The average Norwegian Forest cat lifespan is around 15 to 20 years. No doubt, the cat breed plays a great role in the life expectancy of a cat, but excellent care and proper feeding are considered to play a more determining role in how long your cat will live. Therefore, cat owners are advised to take their cats regularly to the vet and never miss an annual vet visit.

Are Norwegian Forest Cats Hypoallergenic?

No, unfortunately, Norwegians Forest cats have a double coat that can easily trigger an allergic reaction in people with allergies. However, they have lower levels of Fel d1—a protein found in cat saliva, sebaceous glands, and fur of cats that triggers allergies. But still, they do not make a good choice for people with allergies. If you are a feline lover, but your allergies are keeping you from owning a cat, check out our following article, and find yourself a hypoallergenic feline friend.
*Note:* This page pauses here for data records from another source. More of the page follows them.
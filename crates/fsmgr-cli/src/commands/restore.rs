//! Recycle bin commands - list recycled items and restore them

use anyhow::Result;
use clap::Args;
use fsmgr_core::domain::{format_size, ItemId};
use tracing::info;

use super::Context;
use crate::output::item_json;

#[derive(Debug, Args)]
pub struct RestoreCommand {
    /// ID of the recycled item (see `fsmgr trash`)
    pub id: i64,
}

impl RestoreCommand {
    pub async fn execute(&self, ctx: &Context) -> Result<()> {
        let formatter = ctx.formatter();
        let (engine, actor) = ctx.open_engine().await?;
        info!(id = self.id, "Restoring recycled item");
        let item = engine.restore(&actor, ItemId::new(self.id)).await?;

        if ctx.is_json() {
            formatter.print_json(&serde_json::json!({
                "success": true,
                "item": item_json(&item),
            }));
        } else {
            formatter.success(&format!("Restored {}", item.canonical_path()));
        }
        Ok(())
    }
}

#[derive(Debug, Args)]
pub struct TrashCommand {}

impl TrashCommand {
    pub async fn execute(&self, ctx: &Context) -> Result<()> {
        let formatter = ctx.formatter();
        let (engine, _) = ctx.open_engine().await?;
        let items = engine.recycle_bin().await?;

        if ctx.is_json() {
            formatter.print_json(&serde_json::json!({
                "count": items.len(),
                "items": items.iter().map(item_json).collect::<Vec<_>>(),
            }));
            return Ok(());
        }

        if items.is_empty() {
            formatter.info("Recycle bin is empty.");
            return Ok(());
        }

        formatter.success(&format!("Recycle bin ({} items)", items.len()));
        formatter.info("");
        formatter.info("  ID     Deleted              Size       Original path");
        formatter.info("  ------ -------------------- ---------- -------------");
        for item in &items {
            formatter.info(&format!(
                "  {:<6} {:<20} {:<10} {}",
                item.id(),
                item.date_modified().format("%Y-%m-%d %H:%M:%S"),
                if item.is_folder() {
                    "<dir>".to_string()
                } else {
                    format_size(item.size())
                },
                item.canonical_path()
            ));
        }
        Ok(())
    }
}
Do Norwegian Forest Cats Shed a Lot?

Despite their long-haired coat, Norwegian Forest Cats do not shed a lot. Nevertheless, there is medium shedding. So, surprisingly your long-haired Norwegian Forest Cat won’t be needing excessive brushing and grooming as many other long-haired cats do. Having said that, you will have to brush their coat thoroughly at least once a week. And in the spring season, as your cat is preparing for the summer, you will have to spend some more time grooming your cat. During this time of the year, your cat will shed almost all of its undercoat.

How Much Does a Norwegian Forest Cat Cost?

Norwegian Forest Cats are highly popular and sought after; getting your hands on one from a certified breeder, you may have to pay around $800 to $1500, depending on many factors, including pedigree status, age, etc. You can also check out local cat shelters to check if they have any Norwegian Forest Cat up for adoption. You never know, it might be your lucky day.